_EXERCISE DESCRIPTION_: Each line of the data below that holds the word "async" is to be reported in full.

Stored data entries
++++++++++++++++++++
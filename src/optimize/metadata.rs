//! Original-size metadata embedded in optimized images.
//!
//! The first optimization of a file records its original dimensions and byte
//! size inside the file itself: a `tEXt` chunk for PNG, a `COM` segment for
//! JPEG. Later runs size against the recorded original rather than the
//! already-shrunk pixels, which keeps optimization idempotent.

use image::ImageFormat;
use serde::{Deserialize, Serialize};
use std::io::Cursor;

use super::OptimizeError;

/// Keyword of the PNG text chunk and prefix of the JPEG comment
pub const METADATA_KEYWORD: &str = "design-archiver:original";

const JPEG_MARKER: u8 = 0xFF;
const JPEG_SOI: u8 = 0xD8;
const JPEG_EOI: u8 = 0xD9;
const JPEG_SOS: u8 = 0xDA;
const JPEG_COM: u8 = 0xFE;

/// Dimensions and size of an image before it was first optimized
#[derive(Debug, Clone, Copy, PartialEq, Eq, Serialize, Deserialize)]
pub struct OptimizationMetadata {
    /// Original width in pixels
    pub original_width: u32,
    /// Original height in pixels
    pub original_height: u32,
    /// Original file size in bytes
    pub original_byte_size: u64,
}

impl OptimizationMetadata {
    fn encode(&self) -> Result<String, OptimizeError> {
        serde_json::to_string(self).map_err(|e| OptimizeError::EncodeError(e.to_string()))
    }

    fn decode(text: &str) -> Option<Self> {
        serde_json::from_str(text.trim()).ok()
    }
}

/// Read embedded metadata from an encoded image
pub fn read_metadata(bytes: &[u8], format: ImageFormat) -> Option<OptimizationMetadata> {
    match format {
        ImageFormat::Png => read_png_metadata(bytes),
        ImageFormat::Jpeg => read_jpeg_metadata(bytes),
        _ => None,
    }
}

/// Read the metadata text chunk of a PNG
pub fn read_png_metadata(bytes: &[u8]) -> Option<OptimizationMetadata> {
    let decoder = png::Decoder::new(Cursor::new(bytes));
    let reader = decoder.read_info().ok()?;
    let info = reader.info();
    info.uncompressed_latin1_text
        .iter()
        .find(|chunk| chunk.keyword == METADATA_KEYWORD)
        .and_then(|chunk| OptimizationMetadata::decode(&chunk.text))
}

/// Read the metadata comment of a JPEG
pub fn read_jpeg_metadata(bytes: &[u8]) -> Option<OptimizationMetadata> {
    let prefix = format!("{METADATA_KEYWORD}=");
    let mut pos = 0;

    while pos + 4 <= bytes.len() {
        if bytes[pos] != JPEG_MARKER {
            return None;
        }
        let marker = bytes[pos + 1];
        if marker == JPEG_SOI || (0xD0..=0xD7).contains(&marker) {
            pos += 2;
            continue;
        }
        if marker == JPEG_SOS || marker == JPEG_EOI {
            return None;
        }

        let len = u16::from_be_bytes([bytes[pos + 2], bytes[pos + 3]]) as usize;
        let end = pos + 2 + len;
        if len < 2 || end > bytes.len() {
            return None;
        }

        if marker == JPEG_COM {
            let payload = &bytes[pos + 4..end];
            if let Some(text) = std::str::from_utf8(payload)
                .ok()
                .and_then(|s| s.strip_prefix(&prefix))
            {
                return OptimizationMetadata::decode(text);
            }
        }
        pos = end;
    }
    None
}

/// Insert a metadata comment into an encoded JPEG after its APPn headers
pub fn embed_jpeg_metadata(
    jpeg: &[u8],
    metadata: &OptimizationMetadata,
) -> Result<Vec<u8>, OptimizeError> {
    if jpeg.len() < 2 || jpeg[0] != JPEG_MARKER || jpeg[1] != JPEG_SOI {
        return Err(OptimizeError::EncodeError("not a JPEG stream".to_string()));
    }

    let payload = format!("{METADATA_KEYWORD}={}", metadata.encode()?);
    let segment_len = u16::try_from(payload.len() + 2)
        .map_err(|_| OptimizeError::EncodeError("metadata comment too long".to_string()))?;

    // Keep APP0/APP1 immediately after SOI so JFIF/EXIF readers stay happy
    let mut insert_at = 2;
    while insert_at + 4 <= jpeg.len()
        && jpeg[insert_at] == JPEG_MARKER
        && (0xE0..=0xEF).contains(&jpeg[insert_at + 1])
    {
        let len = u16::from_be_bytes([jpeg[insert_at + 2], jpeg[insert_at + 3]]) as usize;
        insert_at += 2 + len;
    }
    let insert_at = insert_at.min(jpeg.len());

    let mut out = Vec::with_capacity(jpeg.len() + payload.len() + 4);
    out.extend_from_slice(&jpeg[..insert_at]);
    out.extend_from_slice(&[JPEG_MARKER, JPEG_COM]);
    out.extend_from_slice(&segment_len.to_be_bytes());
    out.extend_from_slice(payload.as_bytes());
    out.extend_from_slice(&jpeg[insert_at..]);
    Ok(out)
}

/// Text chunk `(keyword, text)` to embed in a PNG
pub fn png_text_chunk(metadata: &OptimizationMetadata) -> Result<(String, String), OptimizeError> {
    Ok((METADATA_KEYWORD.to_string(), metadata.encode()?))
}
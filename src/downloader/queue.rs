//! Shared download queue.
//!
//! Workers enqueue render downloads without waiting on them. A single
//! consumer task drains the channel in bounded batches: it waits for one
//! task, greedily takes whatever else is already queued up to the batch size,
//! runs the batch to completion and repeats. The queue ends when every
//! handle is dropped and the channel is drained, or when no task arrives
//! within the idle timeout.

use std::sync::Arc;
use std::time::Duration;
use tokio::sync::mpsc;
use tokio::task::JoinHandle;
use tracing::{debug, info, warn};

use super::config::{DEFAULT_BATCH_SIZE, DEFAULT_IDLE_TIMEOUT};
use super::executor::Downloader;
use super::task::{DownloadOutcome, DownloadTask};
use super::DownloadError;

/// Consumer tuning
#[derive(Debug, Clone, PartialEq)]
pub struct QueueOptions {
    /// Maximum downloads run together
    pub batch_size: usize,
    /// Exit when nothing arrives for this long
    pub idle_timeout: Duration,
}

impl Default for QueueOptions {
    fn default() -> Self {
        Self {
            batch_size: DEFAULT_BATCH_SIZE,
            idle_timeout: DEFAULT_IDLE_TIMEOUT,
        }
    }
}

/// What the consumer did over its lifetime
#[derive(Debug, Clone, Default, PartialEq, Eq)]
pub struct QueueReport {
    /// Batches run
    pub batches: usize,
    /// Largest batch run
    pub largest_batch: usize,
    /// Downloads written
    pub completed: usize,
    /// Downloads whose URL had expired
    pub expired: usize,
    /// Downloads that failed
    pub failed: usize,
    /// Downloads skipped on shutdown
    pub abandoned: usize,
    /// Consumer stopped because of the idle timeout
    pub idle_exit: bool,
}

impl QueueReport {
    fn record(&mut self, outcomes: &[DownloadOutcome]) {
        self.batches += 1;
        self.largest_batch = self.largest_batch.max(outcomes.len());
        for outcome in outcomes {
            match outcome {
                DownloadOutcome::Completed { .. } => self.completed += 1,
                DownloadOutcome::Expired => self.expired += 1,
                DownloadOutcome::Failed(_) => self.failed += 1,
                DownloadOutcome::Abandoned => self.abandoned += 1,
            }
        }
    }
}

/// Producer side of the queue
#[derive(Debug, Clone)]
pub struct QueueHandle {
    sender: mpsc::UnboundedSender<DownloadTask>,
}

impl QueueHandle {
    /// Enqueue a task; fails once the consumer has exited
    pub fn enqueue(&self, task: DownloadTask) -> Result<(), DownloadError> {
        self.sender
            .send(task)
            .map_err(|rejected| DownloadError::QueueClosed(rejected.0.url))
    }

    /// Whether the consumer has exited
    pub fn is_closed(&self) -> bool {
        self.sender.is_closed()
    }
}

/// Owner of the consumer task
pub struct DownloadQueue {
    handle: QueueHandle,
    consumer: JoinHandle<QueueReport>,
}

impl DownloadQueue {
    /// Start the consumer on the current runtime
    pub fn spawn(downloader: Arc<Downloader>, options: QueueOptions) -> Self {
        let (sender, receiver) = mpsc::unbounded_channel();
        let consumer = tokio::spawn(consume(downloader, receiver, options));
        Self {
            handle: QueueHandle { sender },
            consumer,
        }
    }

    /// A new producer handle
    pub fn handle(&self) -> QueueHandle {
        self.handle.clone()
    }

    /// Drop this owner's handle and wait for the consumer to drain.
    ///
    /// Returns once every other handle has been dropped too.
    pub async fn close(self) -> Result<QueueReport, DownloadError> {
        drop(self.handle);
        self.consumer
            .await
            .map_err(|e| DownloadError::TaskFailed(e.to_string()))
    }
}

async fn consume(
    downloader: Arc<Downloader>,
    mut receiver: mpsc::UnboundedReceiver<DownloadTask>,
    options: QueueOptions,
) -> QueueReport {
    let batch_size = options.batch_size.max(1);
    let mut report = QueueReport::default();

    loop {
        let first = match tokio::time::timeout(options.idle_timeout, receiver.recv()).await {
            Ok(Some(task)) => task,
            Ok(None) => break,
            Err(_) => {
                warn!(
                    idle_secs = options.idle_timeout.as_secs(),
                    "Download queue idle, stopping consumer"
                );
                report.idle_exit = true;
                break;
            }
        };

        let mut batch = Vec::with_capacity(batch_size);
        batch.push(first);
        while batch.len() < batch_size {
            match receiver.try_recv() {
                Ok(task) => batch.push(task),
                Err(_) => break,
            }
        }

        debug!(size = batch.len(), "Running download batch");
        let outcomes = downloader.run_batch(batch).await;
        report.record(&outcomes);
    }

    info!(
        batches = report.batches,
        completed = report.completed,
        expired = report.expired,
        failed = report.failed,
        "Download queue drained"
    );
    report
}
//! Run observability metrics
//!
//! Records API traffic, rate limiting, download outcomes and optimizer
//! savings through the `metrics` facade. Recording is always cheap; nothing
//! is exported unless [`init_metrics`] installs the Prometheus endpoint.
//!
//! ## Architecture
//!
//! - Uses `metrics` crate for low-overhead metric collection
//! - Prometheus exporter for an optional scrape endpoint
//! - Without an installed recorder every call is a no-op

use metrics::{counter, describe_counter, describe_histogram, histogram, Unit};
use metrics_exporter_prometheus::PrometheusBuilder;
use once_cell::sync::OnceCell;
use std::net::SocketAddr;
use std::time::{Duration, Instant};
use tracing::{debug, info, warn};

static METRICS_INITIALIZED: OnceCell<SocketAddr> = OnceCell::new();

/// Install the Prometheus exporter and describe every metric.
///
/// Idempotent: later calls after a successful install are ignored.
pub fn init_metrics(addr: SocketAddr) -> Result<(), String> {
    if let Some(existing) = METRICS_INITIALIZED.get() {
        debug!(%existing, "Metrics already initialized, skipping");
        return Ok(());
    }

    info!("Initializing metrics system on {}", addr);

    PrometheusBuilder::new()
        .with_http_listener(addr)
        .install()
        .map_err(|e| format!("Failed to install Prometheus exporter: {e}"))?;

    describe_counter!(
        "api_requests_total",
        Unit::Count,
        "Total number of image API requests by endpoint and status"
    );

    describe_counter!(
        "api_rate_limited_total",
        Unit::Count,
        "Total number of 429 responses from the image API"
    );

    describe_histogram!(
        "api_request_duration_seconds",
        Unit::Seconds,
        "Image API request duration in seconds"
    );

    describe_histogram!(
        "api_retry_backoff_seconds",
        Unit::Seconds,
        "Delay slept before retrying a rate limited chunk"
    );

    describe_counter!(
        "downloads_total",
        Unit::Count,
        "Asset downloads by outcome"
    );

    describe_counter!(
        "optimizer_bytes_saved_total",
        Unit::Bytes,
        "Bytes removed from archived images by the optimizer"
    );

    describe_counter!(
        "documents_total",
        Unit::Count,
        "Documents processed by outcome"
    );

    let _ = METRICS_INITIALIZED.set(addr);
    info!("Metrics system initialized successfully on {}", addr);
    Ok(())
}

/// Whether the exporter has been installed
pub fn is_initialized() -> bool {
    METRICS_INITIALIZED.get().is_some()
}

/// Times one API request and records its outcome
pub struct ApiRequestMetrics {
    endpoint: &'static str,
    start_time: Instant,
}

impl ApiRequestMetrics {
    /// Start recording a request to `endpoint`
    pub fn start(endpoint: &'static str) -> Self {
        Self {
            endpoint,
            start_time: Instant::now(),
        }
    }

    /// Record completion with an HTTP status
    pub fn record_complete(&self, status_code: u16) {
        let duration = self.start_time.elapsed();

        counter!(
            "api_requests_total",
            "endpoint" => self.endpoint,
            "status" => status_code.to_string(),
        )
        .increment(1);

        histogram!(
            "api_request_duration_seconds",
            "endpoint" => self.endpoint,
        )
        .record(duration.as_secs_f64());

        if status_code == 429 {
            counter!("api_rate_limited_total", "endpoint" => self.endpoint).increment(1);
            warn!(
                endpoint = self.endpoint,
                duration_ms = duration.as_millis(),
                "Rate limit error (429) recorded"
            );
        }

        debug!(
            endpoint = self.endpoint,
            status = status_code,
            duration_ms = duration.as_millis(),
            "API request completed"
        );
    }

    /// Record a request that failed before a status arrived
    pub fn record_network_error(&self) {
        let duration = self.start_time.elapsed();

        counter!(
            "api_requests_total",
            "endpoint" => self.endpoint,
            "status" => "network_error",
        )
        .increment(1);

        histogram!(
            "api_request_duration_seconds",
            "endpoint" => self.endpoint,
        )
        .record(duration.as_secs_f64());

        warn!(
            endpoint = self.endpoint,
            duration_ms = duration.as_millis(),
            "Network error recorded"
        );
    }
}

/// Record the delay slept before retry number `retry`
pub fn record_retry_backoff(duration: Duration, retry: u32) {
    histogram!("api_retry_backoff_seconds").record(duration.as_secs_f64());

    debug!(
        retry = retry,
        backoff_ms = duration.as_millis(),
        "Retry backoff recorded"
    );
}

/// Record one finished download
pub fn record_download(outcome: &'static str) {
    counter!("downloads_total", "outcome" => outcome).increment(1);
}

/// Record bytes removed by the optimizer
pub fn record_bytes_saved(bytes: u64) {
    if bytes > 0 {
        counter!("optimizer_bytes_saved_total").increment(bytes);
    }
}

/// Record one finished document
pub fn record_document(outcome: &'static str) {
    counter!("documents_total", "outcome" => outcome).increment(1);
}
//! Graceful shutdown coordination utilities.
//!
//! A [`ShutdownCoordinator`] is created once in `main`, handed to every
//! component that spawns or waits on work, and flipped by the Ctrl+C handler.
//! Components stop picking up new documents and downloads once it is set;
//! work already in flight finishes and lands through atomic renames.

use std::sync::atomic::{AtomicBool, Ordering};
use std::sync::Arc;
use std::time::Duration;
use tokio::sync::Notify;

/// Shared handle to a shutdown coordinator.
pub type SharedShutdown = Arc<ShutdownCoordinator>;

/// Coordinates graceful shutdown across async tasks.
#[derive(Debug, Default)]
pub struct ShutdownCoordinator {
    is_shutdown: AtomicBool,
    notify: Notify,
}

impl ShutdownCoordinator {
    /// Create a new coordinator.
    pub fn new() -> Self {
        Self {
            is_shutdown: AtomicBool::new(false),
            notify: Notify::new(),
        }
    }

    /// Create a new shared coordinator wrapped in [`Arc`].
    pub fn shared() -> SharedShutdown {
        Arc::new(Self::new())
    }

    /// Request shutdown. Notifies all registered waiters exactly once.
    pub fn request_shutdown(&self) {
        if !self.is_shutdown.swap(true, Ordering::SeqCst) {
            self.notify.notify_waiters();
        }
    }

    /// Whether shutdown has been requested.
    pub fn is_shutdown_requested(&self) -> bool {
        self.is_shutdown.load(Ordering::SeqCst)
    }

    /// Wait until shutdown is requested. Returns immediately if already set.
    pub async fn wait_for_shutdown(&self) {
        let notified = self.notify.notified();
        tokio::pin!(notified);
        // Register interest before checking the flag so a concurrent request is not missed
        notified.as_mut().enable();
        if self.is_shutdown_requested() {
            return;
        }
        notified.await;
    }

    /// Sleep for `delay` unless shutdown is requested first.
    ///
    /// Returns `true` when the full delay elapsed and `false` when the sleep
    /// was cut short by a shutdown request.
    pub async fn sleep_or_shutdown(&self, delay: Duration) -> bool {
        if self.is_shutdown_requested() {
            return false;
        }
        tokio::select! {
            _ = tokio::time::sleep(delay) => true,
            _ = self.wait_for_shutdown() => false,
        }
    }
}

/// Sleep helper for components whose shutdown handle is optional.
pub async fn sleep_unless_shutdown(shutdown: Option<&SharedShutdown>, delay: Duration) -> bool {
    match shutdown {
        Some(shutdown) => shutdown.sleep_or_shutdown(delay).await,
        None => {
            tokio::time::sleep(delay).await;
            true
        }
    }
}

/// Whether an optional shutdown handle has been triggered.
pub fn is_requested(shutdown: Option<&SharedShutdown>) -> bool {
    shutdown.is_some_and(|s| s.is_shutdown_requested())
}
++++++++++++++++++++
_ANSWER BELOW_:
    pub async fn close(self) -> Result<QueueReport, DownloadError> {
async fn consume(
/// Coordinates graceful shutdown across async tasks.
    pub async fn wait_for_shutdown(&self) {
    pub async fn sleep_or_shutdown(&self, delay: Duration) -> bool {
pub async fn sleep_unless_shutdown(shutdown: Option<&SharedShutdown>, delay: Duration) -> bool {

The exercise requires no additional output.